- Theatrical release poster
- Directed by: Robert Tronson
- Screenplay by: Philip Mackie
- Produced by: Jack Greenwood
- Starring: Nadja Regin Ivan Desny Brian Bedford
- Edited by: Derek Holding
- Music by: Bernard Ebbinghouse
- Production company: Merton Park Studios
- Distributed by: Anglo-Amalgamated
- Release date: 1962;
- Running time: 58 minutes
- Country: United Kingdom
- Language: English

= Number Six (film) =

1962 British film by Robert Tronson

Number Six (also known as Number 6) is a 1962 British film directed by Robert Tronson and starring Nadja Regin, Ivan Desny and Brian Bedford. The screenplay was by Philip Mackie. It is part of the series of Edgar Wallace Mysteries films made at Merton Park Studios.

== Plot ==
Detective Superintendent Hallett of Scotland Yard is on the trail of international criminal Charles Valentine, and unconventionally puts a secret agent – "Number Six" – on the case, whose true identity he keeps a closely-guarded secret. When Valentine is attacked by a night-club waiter, young Jimmy Gale intervenes and Valentine takes him in as his assistant in a robbery, and goes ahead with his plans to rob wealthy heiress Nadia Leiven.
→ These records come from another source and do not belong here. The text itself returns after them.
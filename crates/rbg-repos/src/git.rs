// Copyright 2025 Schelling Point Labs Inc
// SPDX-License-Identifier: AGPL-3.0-only

//! The Git repository adapter, backed by libgit2.

use std::collections::{HashMap, HashSet};
use std::io::Read;
use std::path::Path;

use chrono::{FixedOffset, TimeZone};
use git2::{BranchType, DiffFormat, DiffOptions, Oid, Sort};

use crate::error::{RepositoryError, RepositoryResult};
use crate::events::{self, PushPayload, PushPayloadCommit, PushPayloadCommitTarget};
use crate::{Branch, Commit, CommitInfo, Repository, RepositoryInfo, COMMITS_PAGE_SIZE};

/// The length of a full Git object ID, used for patch indices.
const PATCH_INDEX_LENGTH: u16 = 40;

/// The all-zero object ID the post-receive wire format uses for created and
/// deleted refs.
const ZERO_ID: &str = "0000000000000000000000000000000000000000";

const BRANCH_REF_PREFIX: &str = "refs/heads/";

/// A Git repository.
pub struct GitRepository {
    info: RepositoryInfo,
}

impl GitRepository {
    pub fn new(info: RepositoryInfo) -> Self {
        Self { info }
    }

    fn open(&self) -> RepositoryResult<git2::Repository> {
        Ok(git2::Repository::open(&self.info.path)?)
    }

    fn parse_oid(id: &str) -> RepositoryResult<Oid> {
        Oid::from_str(id).map_err(|_| RepositoryError::InvalidId(id.to_string()))
    }

    /// Format a commit time as `YYYY-MM-DDTHH:MM:SS±HHMM`.
    fn format_time(time: git2::Time) -> String {
        let offset = FixedOffset::east_opt(time.offset_minutes() * 60)
            .unwrap_or_else(|| FixedOffset::east_opt(0).unwrap());

        match offset.timestamp_opt(time.seconds(), 0) {
            chrono::LocalResult::Single(date) => date.format("%Y-%m-%dT%H:%M:%S%z").to_string(),
            _ => String::new(),
        }
    }

    fn commit_info(commit: &git2::Commit) -> CommitInfo {
        let parent_id = if commit.parent_count() > 0 {
            commit.parent_id(0).map(|id| id.to_string()).unwrap_or_default()
        } else {
            String::new()
        };

        CommitInfo {
            author: commit.author().name().unwrap_or_default().to_string(),
            id: commit.id().to_string(),
            date: Self::format_time(commit.author().when()),
            message: commit.message().unwrap_or_default().to_string(),
            parent_id,
        }
    }

    fn find_blob_by_commit<'r>(
        repo: &'r git2::Repository,
        commit_id: &str,
        path: &str,
    ) -> RepositoryResult<git2::Blob<'r>> {
        let commit = repo.find_commit(Self::parse_oid(commit_id)?)?;
        let tree = commit.tree()?;
        let entry = tree.get_path(Path::new(path))?;

        Ok(repo.find_blob(entry.id())?)
    }

    /// Find a boundary commit separating `a`'s history from `b`'s.
    ///
    /// Ancestors of `a` are ranked in pre-order; every ancestor of `b` found
    /// in that set is a common ancestor. Common ancestors that have a common
    /// child cannot be the divergence point, so they are discarded, and the
    /// lowest-ranked survivor wins. This is not a full lowest-common-ancestor
    /// search; it only needs to produce *a* commit that cleanly separates the
    /// pushed commits from the history they were based on.
    fn merge_base(
        repo: &git2::Repository,
        a: Oid,
        b: Oid,
    ) -> RepositoryResult<Option<Oid>> {
        let mut ranks: HashMap<Oid, usize> = HashMap::new();
        let mut stack = vec![a];

        while let Some(oid) = stack.pop() {
            if ranks.contains_key(&oid) {
                continue;
            }

            ranks.insert(oid, ranks.len());

            let commit = repo.find_commit(oid)?;
            let parents: Vec<Oid> = commit.parent_ids().collect();

            // Reversed so that the first parent is visited first.
            stack.extend(parents.into_iter().rev());
        }

        let mut common: HashSet<Oid> = HashSet::new();
        let mut visited: HashSet<Oid> = HashSet::new();
        let mut stack = vec![b];

        while let Some(oid) = stack.pop() {
            if !visited.insert(oid) {
                continue;
            }

            if ranks.contains_key(&oid) {
                common.insert(oid);
            }

            let commit = repo.find_commit(oid)?;
            stack.extend(commit.parent_ids());
        }

        // A common ancestor whose child is also a common ancestor is part of
        // the shared history proper, not the divergence point.
        let mut has_common_child: HashSet<Oid> = HashSet::new();
        for oid in &common {
            let commit = repo.find_commit(*oid)?;
            for parent in commit.parent_ids() {
                if common.contains(&parent) {
                    has_common_child.insert(parent);
                }
            }
        }

        Ok(common
            .iter()
            .copied()
            .filter(|oid| !has_common_child.contains(oid))
            .min_by_key(|oid| ranks[oid]))
    }

    /// Collect the commits introduced by a single post-receive record.
    ///
    /// Commits reachable from any OID in `exclude` are hidden from the walk.
    /// The returned list is ordered oldest first; commits already in `seen`
    /// are skipped and newly yielded ones are added to it.
    fn collect_pushed_commits(
        repo: &git2::Repository,
        new: Oid,
        exclude: &[Oid],
        branch: &str,
        seen: &mut HashSet<Oid>,
    ) -> RepositoryResult<Vec<PushPayloadCommit>> {
        let mut walk = repo.revwalk()?;
        walk.push(new)?;

        for oid in exclude {
            walk.hide(*oid)?;
        }

        let mut commits = Vec::new();

        for oid in walk {
            let oid = oid?;

            if !seen.insert(oid) {
                continue;
            }

            let commit = repo.find_commit(oid)?;

            commits.push(PushPayloadCommit {
                id: oid.to_string(),
                message: commit.message().unwrap_or_default().to_string(),
                target: PushPayloadCommitTarget {
                    branch: branch.to_string(),
                    bookmarks: None,
                    tags: None,
                },
            });
        }

        // The walk yields newest first; the payload wants the oldest commit
        // of each ref first.
        commits.reverse();

        Ok(commits)
    }

    fn parse_push_event(&self, input: &mut dyn Read) -> RepositoryResult<PushPayload> {
        let mut raw = String::new();
        input
            .read_to_string(&mut raw)
            .map_err(|err| RepositoryError::Parse(err.to_string()))?;

        let repo = self.open()?;

        let mut payload = PushPayload {
            repository: self.info.name.clone(),
            commits: Vec::new(),
        };

        let mut seen: HashSet<Oid> = HashSet::new();

        for line in raw.lines() {
            if line.is_empty() {
                continue;
            }

            let fields: Vec<&str> = line.split_whitespace().collect();
            if fields.len() != 3 {
                return Err(RepositoryError::Parse(format!(
                    "Unexpected post-receive input: \"{}\"",
                    line
                )));
            }

            let (old, new, refname) = (fields[0], fields[1], fields[2]);

            // Deleted refs and non-branch refs carry no new commits.
            if new == ZERO_ID || !refname.starts_with(BRANCH_REF_PREFIX) {
                continue;
            }

            let branch = &refname[BRANCH_REF_PREFIX.len()..];
            let new_oid = Self::parse_oid(new)?;

            let exclude: Vec<Oid> = if old == ZERO_ID {
                // A new branch: everything reachable from the other local
                // branches was already present before the push.
                let mut tips = Vec::new();

                for entry in repo.branches(Some(BranchType::Local))? {
                    let (other, _) = entry?;

                    if other.get().name() == Some(refname) {
                        continue;
                    }

                    if let Some(tip) = other.get().target() {
                        tips.push(tip);
                    }
                }

                tips
            } else {
                let old_oid = Self::parse_oid(old)?;

                // Walking from the merge base rather than the old tip keeps
                // rewritten commits from a force push and drops the commits
                // that became unreachable.
                Self::merge_base(&repo, new_oid, old_oid)?
                    .map(|base| vec![base])
                    .unwrap_or_default()
            };

            let commits =
                Self::collect_pushed_commits(&repo, new_oid, &exclude, branch, &mut seen)?;
            payload.commits.extend(commits);
        }

        Ok(payload)
    }
}

impl Repository for GitRepository {
    fn name(&self) -> &str {
        &self.info.name
    }

    fn path(&self) -> &Path {
        &self.info.path
    }

    fn scm(&self) -> &'static str {
        "git"
    }

    fn get_file(&self, id: &str) -> RepositoryResult<Vec<u8>> {
        let repo = self.open()?;
        let blob = repo.find_blob(Self::parse_oid(id)?)?;

        Ok(blob.content().to_vec())
    }

    fn get_file_by_commit(&self, commit: &str, path: &str) -> RepositoryResult<Vec<u8>> {
        let repo = self.open()?;
        let blob = Self::find_blob_by_commit(&repo, commit, path)?;

        Ok(blob.content().to_vec())
    }

    fn file_exists(&self, id: &str) -> RepositoryResult<bool> {
        let repo = self.open()?;

        let result = match repo.find_blob(Self::parse_oid(id)?) {
            Ok(_) => Ok(true),
            Err(err) if err.code() == git2::ErrorCode::NotFound => Ok(false),
            Err(err) => Err(err.into()),
        };
        result
    }

    fn file_exists_by_commit(&self, commit: &str, path: &str) -> RepositoryResult<bool> {
        let repo = self.open()?;

        let result = match Self::find_blob_by_commit(&repo, commit, path) {
            Ok(_) => Ok(true),
            Err(err) if err.is_not_found() => Ok(false),
            Err(err) => Err(err),
        };
        result
    }

    fn get_branches(&self) -> RepositoryResult<Vec<Branch>> {
        let repo = self.open()?;
        let mut branches = Vec::new();

        for entry in repo.branches(Some(BranchType::Local))? {
            let (branch, _) = entry?;

            let name = match branch.name()? {
                Some(name) => name.to_string(),
                None => continue,
            };

            let id = match branch.get().target() {
                Some(oid) => oid.to_string(),
                None => continue,
            };

            branches.push(Branch { name, id });
        }

        Ok(branches)
    }

    fn get_commits(
        &self,
        branch: &str,
        start: Option<&str>,
    ) -> RepositoryResult<Vec<CommitInfo>> {
        let repo = self.open()?;

        let start_oid = match start {
            Some(start) if !start.is_empty() => Self::parse_oid(start)?,
            _ => {
                let branch = repo.find_branch(branch, BranchType::Local)?;

                branch.get().target().ok_or_else(|| {
                    RepositoryError::NotFound("Branch has no target commit.".to_string())
                })?
            }
        };

        let mut walk = repo.revwalk()?;
        walk.push(start_oid)?;
        walk.set_sorting(Sort::TIME)?;

        let mut commits = Vec::with_capacity(COMMITS_PAGE_SIZE);

        for oid in walk {
            if commits.len() == COMMITS_PAGE_SIZE {
                break;
            }

            let commit = repo.find_commit(oid?)?;
            commits.push(Self::commit_info(&commit));
        }

        Ok(commits)
    }

    fn get_commit(&self, commit_id: &str) -> RepositoryResult<Commit> {
        let repo = self.open()?;
        let commit = repo.find_commit(Self::parse_oid(commit_id)?)?;

        if commit.parent_count() == 0 {
            return Err(RepositoryError::Scm("Commit has no parents.".to_string()));
        }

        let parent = commit.parent(0)?;

        let mut opts = DiffOptions::new();
        opts.id_abbrev(PATCH_INDEX_LENGTH);

        let diff = repo.diff_tree_to_tree(
            Some(&parent.tree()?),
            Some(&commit.tree()?),
            Some(&mut opts),
        )?;

        let mut patch = String::new();
        diff.print(DiffFormat::Patch, |_, _, line| {
            let origin = line.origin();

            if matches!(origin, '+' | '-' | ' ') {
                patch.push(origin);
            }

            patch.push_str(&String::from_utf8_lossy(line.content()));
            true
        })?;

        Ok(Commit {
            info: Self::commit_info(&commit),
            diff: patch,
        })
    }

    fn parse_event_payload(
        &self,
        event: &str,
        input: &mut dyn Read,
    ) -> RepositoryResult<PushPayload> {
        if !events::is_valid_event(event) {
            return Err(RepositoryError::InvalidEvent);
        }

        match event {
            events::PUSH_EVENT => self.parse_push_event(input),
            _ => Err(RepositoryError::InvalidEvent),
        }
    }

    fn install_hooks(&self, config_path: &Path, force: bool) -> RepositoryResult<()> {
        crate::git_hooks::install_hooks(self, config_path, force)
    }
}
When Hallett tells Valentine that he is being watched by Number Six, Valentine tries desperately to find out the agent's identity.

== Cast ==

- Nadja Regin as Nadia Leiven
- Ivan Desny as Charles Valentine
- Brian Bedford as Jimmy Gale
- Michael Goodliffe as Detective Superintendent Hallett
- Joyce Blair as Carol Clyde
- Leonard Sachs as Welland
- Maxwell Shaw as Luigi Pirani
- Harold Goodwin as Smith
- John Welsh as Assistant Commissioner
- Barrie Ingham as house agent
- Derrick Sherwin as Detective Sargeant Waters

== Critical reception ==
The Monthly Film Bulletin wrote: "Something more typical of vintage Edgar Wallace than the rest of the series, especially in its twist ending. Technical presentation and dialogue are reasonably slick; the production's quiet, unassuming tone and touches of humour most apt."